AIM OF THE EXERCISE: Look through the lines below and extract each one that contains "into".

(Collected data entries)
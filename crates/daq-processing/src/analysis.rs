//! Analyze stage: per-iteration histograms to scan results.
//!
//! Analysis plugins combine the maps of every scan iteration of one channel.
//! They need the scan parameters (injections per pixel, mask-stage count) at
//! `init()`; the stage fails with [`DaqError::Init`] when those are missing.

use crate::histogram::{Distribution, Histogram, MapKind, PixelMap};
use daq_core::error::{AppResult, DaqError, QueueError};
use daq_core::handoff::HandoffQueue;
use daq_core::limits::N_PIXELS;
use daq_core::pipeline::{PipelineStage, StageKind, StageLifecycle, StageReport};
use daq_core::router::ChannelId;
use enum_dispatch::enum_dispatch;
use serde::{Deserialize, Serialize};
use tokio_util::sync::CancellationToken;
use tracing::{debug, info, warn};

/// Loop parameters a scan hands to its analyses.
#[derive(Debug, Clone, Copy, PartialEq, Eq, Serialize, Deserialize)]
pub struct ScanParams {
    /// Injections (or triggers) per pixel
    pub injections: u32,
    /// Mask stages, one scan iteration each
    pub mask_stages: u32,
}

/// Summary of a ToT analysis.
#[derive(Debug, Clone, Copy, PartialEq, Serialize, Deserialize)]
pub struct TotSummary {
    /// Analysed channel
    pub channel: ChannelId,
    /// Pixels with at least one hit
    pub pixels_with_hits: usize,
    /// Mean over pixels of the per-pixel mean ToT
    pub mean_of_means: f64,
    /// Mean over pixels of the per-pixel ToT sigma
    pub mean_sigma: f64,
}

/// Summary of an occupancy analysis.
#[derive(Debug, Clone, Copy, PartialEq, Eq, Serialize, Deserialize)]
pub struct OccupancySummary {
    /// Analysed channel
    pub channel: ChannelId,
    /// Expected hits per pixel
    pub expected: u32,
    /// Pixels whose occupancy differs from `expected`
    pub bad_pixels: usize,
}

/// Item on an analysis result queue.
#[derive(Debug, Clone, PartialEq, Serialize, Deserialize)]
pub enum AnalysisResult {
    /// Histogram produced by the analysis
    Histogram(Histogram),
    /// Mean ToT summary
    Tot(TotSummary),
    /// Occupancy summary
    Occupancy(OccupancySummary),
}

/// Fill/finalize contract of an analysis plugin.
#[enum_dispatch]
pub trait AnalysisAlgorithm {
    /// Plugin name for logs.
    fn name(&self) -> &'static str;

    /// Validate prerequisites.
    fn init(&mut self, params: Option<&ScanParams>) -> AppResult<()>;

    /// Accumulate one histogram. Returns false if the plugin ignored it.
    fn fill(&mut self, histogram: &Histogram) -> bool;

    /// Produce the results for `channel`.
    fn finalize(&mut self, channel: ChannelId) -> Vec<AnalysisResult>;
}

/// Closed set of analysis plugins.
#[enum_dispatch(AnalysisAlgorithm)]
#[derive(Debug, Clone)]
pub enum AnalysisPlugin {
    /// Per-pixel mean and sigma ToT
    TotAnalysis,
    /// Occupancy against the expected hit count
    OccupancyAnalysis,
}

fn require_params(stage: &'static str, params: Option<&ScanParams>) -> AppResult<ScanParams> {
    match params {
        Some(p) if p.injections > 0 && p.mask_stages > 0 => Ok(*p),
        Some(_) => Err(DaqError::init(
            stage,
            "scan parameters need non-zero injections and mask stages",
        )),
        None => Err(DaqError::init(stage, "scan parameters are missing")),
    }
}

fn accumulate(target: &mut Option<PixelMap>, map: &PixelMap) {
    match target {
        Some(sum) => sum.add(map),
        None => {
            let mut sum = PixelMap::new(map.kind, map.channel, None);
            sum.add(map);
            *target = Some(sum);
        }
    }
}

/// Mean and sigma of ToT per pixel.
#[derive(Debug, Clone, Default)]
pub struct TotAnalysis {
    params: Option<ScanParams>,
    occupancy: Option<PixelMap>,
    tot: Option<PixelMap>,
    tot2: Option<PixelMap>,
    iterations: u32,
}

impl AnalysisAlgorithm for TotAnalysis {
    fn name(&self) -> &'static str {
        "tot_analysis"
    }

    fn init(&mut self, params: Option<&ScanParams>) -> AppResult<()> {
        self.params = Some(require_params("tot_analysis", params)?);
        Ok(())
    }

    fn fill(&mut self, histogram: &Histogram) -> bool {
        let Some(map) = histogram.as_map() else {
            return false;
        };
        match map.kind {
            MapKind::Occupancy => {
                accumulate(&mut self.occupancy, map);
                self.iterations += 1;
            }
            MapKind::TotSum => accumulate(&mut self.tot, map),
            MapKind::Tot2Sum => accumulate(&mut self.tot2, map),
            _ => return false,
        }
        true
    }

    fn finalize(&mut self, channel: ChannelId) -> Vec<AnalysisResult> {
        let (Some(occ), Some(tot), Some(tot2)) =
            (self.occupancy.take(), self.tot.take(), self.tot2.take())
        else {
            warn!(channel, "ToT analysis received no complete map set");
            return Vec::new();
        };
        if let Some(params) = self.params {
            if self.iterations != params.mask_stages {
                warn!(
                    channel,
                    received = self.iterations,
                    expected = params.mask_stages,
                    "ToT analysis saw an unexpected number of mask stages"
                );
            }
        }

        let mut mean_map = PixelMap::new(MapKind::MeanTot, channel, None);
        let mut sigma_map = PixelMap::new(MapKind::SigmaTot, channel, None);
        let mut mean_dist = Distribution::new("MeanTotDist", channel, 64, 0.0, 16.0);
        let mut pixels_with_hits = 0usize;
        let (mut sum_mean, mut sum_sigma) = (0.0, 0.0);

        for i in 0..N_PIXELS {
            let n = occ.bins()[i];
            if n <= 0.0 {
                continue;
            }
            let mean = tot.bins()[i] / n;
            let sigma = (tot2.bins()[i] / n - mean * mean).max(0.0).sqrt();
            mean_map.set_bin(i, mean);
            sigma_map.set_bin(i, sigma);
            mean_dist.fill(mean);
            pixels_with_hits += 1;
            sum_mean += mean;
            sum_sigma += sigma;
        }

        let summary = if pixels_with_hits > 0 {
            TotSummary {
                channel,
                pixels_with_hits,
                mean_of_means: sum_mean / pixels_with_hits as f64,
                mean_sigma: sum_sigma / pixels_with_hits as f64,
            }
        } else {
            TotSummary {
                channel,
                pixels_with_hits: 0,
                mean_of_means: 0.0,
                mean_sigma: 0.0,
            }
        };
        info!(
            channel,
            pixels = summary.pixels_with_hits,
            mean_tot = format_args!("{:.2}", summary.mean_of_means),
            sigma_tot = format_args!("{:.2}", summary.mean_sigma),
            "ToT analysis done"
        );

        vec![
            AnalysisResult::Histogram(Histogram::Map(mean_map)),
            AnalysisResult::Histogram(Histogram::Map(sigma_map)),
            AnalysisResult::Histogram(Histogram::Dist(mean_dist)),
            AnalysisResult::Tot(summary),
        ]
    }
}

/// Pixels that did not answer every injection.
#[derive(Debug, Clone, Default)]
pub struct OccupancyAnalysis {
    params: Option<ScanParams>,
    occupancy: Option<PixelMap>,
}

impl AnalysisAlgorithm for OccupancyAnalysis {
    fn name(&self) -> &'static str {
        "occupancy_analysis"
    }

    fn init(&mut self, params: Option<&ScanParams>) -> AppResult<()> {
        self.params = Some(require_params("occupancy_analysis", params)?);
        Ok(())
    }

    fn fill(&mut self, histogram: &Histogram) -> bool {
        match histogram.as_map() {
            Some(map) if map.kind == MapKind::Occupancy => {
                accumulate(&mut self.occupancy, map);
                true
            }
            _ => false,
        }
    }

    fn finalize(&mut self, channel: ChannelId) -> Vec<AnalysisResult> {
        let expected = self.params.map(|p| p.injections).unwrap_or(0);
        let occupancy = self
            .occupancy
            .take()
            .unwrap_or_else(|| PixelMap::new(MapKind::Occupancy, channel, None));
        let bad_pixels = occupancy
            .bins()
            .iter()
            .filter(|n| (**n - f64::from(expected)).abs() > f64::EPSILON)
            .count();
        info!(channel, expected, bad_pixels, "Occupancy analysis done");
        vec![
            AnalysisResult::Histogram(Histogram::Map(occupancy)),
            AnalysisResult::Occupancy(OccupancySummary {
                channel,
                expected,
                bad_pixels,
            }),
        ]
    }
}

/// Analyze stage of one channel.
pub struct Analyzer<'q> {
    lifecycle: StageLifecycle,
    channel: ChannelId,
    params: Option<ScanParams>,
    plugins: Vec<AnalysisPlugin>,
    input: Option<&'q HandoffQueue<Histogram>>,
    output: Option<&'q HandoffQueue<AnalysisResult>>,
    initialized: bool,
}

impl<'q> Analyzer<'q> {
    /// Analysis stage of `channel`. `params` is required by plugins that need the loop settings.
    pub fn new(channel: ChannelId, params: Option<ScanParams>, plugins: Vec<AnalysisPlugin>) -> Self {
        Self {
            lifecycle: StageLifecycle::new("analyzer"),
            channel,
            params,
            plugins,
            input: None,
            output: None,
            initialized: false,
        }
    }
}

impl<'q> PipelineStage<'q> for Analyzer<'q> {
    type Inputs = &'q HandoffQueue<Histogram>;
    type Outputs = &'q HandoffQueue<AnalysisResult>;

    fn kind(&self) -> StageKind {
        StageKind::Analyze
    }

    fn name(&self) -> &'static str {
        "analyzer"
    }

    fn init(&mut self) -> AppResult<()> {
        self.lifecycle.on_init()?;
        if self.plugins.is_empty() {
            return Err(DaqError::init("analyzer", "no analysis plugins configured"));
        }
        for plugin in &mut self.plugins {
            plugin.init(self.params.as_ref())?;
        }
        self.initialized = true;
        Ok(())
    }

    fn connect(&mut self, inputs: Self::Inputs, outputs: Self::Outputs) -> AppResult<()> {
        self.lifecycle.on_connect()?;
        self.input = Some(inputs);
        self.output = Some(outputs);
        Ok(())
    }

    fn process(&mut self, cancel: &CancellationToken) -> AppResult<StageReport> {
        self.lifecycle.on_process()?;
        let Some(input) = self.input else {
            return Err(DaqError::Processing("analyzer not connected".into()));
        };

        let mut report = StageReport::default();
        loop {
            let histogram = match input.pop(cancel) {
                Ok(h) => h,
                Err(QueueError::Closed) => break,
                Err(QueueError::Cancelled) => return Err(DaqError::Cancelled),
                Err(e) => return Err(e.into()),
            };
            report.consumed += 1;
            let mut used = false;
            for plugin in &mut self.plugins {
                used |= plugin.fill(&histogram);
            }
            if !used {
                debug!(channel = self.channel, histogram = histogram.name(), "Histogram unused");
                report.skipped += 1;
            }
        }
        Ok(report)
    }

    fn end(&mut self) -> AppResult<StageReport> {
        self.lifecycle.on_end()?;
        let mut report = StageReport::default();
        if let Some(output) = self.output.take() {
            // Results only make sense after a successful init
            if self.initialized {
                for plugin in &mut self.plugins {
                    for result in plugin.finalize(self.channel) {
                        output.push(result);
                        report.produced += 1;
                    }
                }
            }
            output.close();
        }
        self.input = None;
        Ok(report)
    }
}

#[cfg(test)]
mod tests {
    use super::*;
    use daq_core::pipeline::run_stage;

    const PARAMS: ScanParams = ScanParams {
        injections: 4,
        mask_stages: 2,
    };

    fn map(kind: MapKind, iteration: u32, fills: &[(u16, u16, f64)]) -> Histogram {
        let mut m = PixelMap::new(kind, 0, Some(iteration));
        for &(c, r, w) in fills {
            m.fill(c, r, w);
        }
        Histogram::Map(m)
    }

    #[test]
    fn test_tot_analysis_mean_and_sigma() {
        let input = HandoffQueue::new();
        let output = HandoffQueue::new();
        // Pixel (1,1): ToT 4, 4, 6, 6 over two iterations
        input.push(map(MapKind::Occupancy, 0, &[(1, 1, 2.0)]));
        input.push(map(MapKind::TotSum, 0, &[(1, 1, 8.0)]));
        input.push(map(MapKind::Tot2Sum, 0, &[(1, 1, 32.0)]));
        input.push(map(MapKind::Occupancy, 1, &[(1, 1, 2.0)]));
        input.push(map(MapKind::TotSum, 1, &[(1, 1, 12.0)]));
        input.push(map(MapKind::Tot2Sum, 1, &[(1, 1, 72.0)]));
        input.close();

        let mut stage = Analyzer::new(0, Some(PARAMS), vec![TotAnalysis::default().into()]);
        let report = run_stage(&mut stage, &input, &output, &CancellationToken::new()).unwrap();
        assert_eq!(report.consumed, 6);
        assert_eq!(report.produced, 4);

        let results = output.drain();
        let AnalysisResult::Histogram(Histogram::Map(mean)) = &results[0] else {
            panic!("expected mean map");
        };
        assert_eq!(mean.kind, MapKind::MeanTot);
        assert_eq!(mean.get(1, 1), Some(5.0));
        let AnalysisResult::Histogram(Histogram::Map(sigma)) = &results[1] else {
            panic!("expected sigma map");
        };
        assert!((sigma.get(1, 1).unwrap() - 1.0).abs() < 1e-9);
        let AnalysisResult::Tot(summary) = results[3] else {
            panic!("expected summary");
        };
        assert_eq!(summary.pixels_with_hits, 1);
        assert!((summary.mean_of_means - 5.0).abs() < 1e-9);
    }

    #[test]
    fn test_missing_params_is_init_error() {
        let input: HandoffQueue<Histogram> = HandoffQueue::new();
        let output = HandoffQueue::new();
        let mut stage = Analyzer::new(0, None, vec![TotAnalysis::default().into()]);
        let err = run_stage(&mut stage, &input, &output, &CancellationToken::new()).unwrap_err();
        assert!(matches!(err, DaqError::Init { stage: "tot_analysis", .. }));
        // No results after a failed init, but downstream still sees end-of-stream
        assert!(output.is_empty());
    }

    #[test]
    fn test_occupancy_analysis_counts_bad_pixels() {
        let input = HandoffQueue::new();
        let output = HandoffQueue::new();
        input.push(map(MapKind::Occupancy, 0, &[(1, 1, 4.0), (2, 1, 3.0)]));
        input.push(map(MapKind::TotSum, 0, &[(1, 1, 10.0)]));
        input.close();

        let mut stage = Analyzer::new(0, Some(PARAMS), vec![OccupancyAnalysis::default().into()]);
        let report = run_stage(&mut stage, &input, &output, &CancellationToken::new()).unwrap();
        assert_eq!(report.skipped, 1);

        let results = output.drain();
        let AnalysisResult::Occupancy(summary) = results[1] else {
            panic!("expected occupancy summary");
        };
        // Every pixel except (1,1) misses injections
        assert_eq!(summary.bad_pixels, N_PIXELS - 1);
        assert_eq!(summary.expected, 4);
    }

    #[test]
    fn test_zero_injections_rejected() {
        let mut plugin = TotAnalysis::default();
        let params = ScanParams {
            injections: 0,
            mask_stages: 1,
        };
        assert!(plugin.init(Some(&params)).is_err());
    }
}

RESPONSE AREA:
            return Err(DaqError::Processing("analyzer not connected".into()));
                Err(e) => return Err(e.into()),
        let mut stage = Analyzer::new(0, Some(PARAMS), vec![TotAnalysis::default().into()]);
        let mut stage = Analyzer::new(0, None, vec![TotAnalysis::default().into()]);
        let mut stage = Analyzer::new(0, Some(PARAMS), vec![OccupancyAnalysis::default().into()]);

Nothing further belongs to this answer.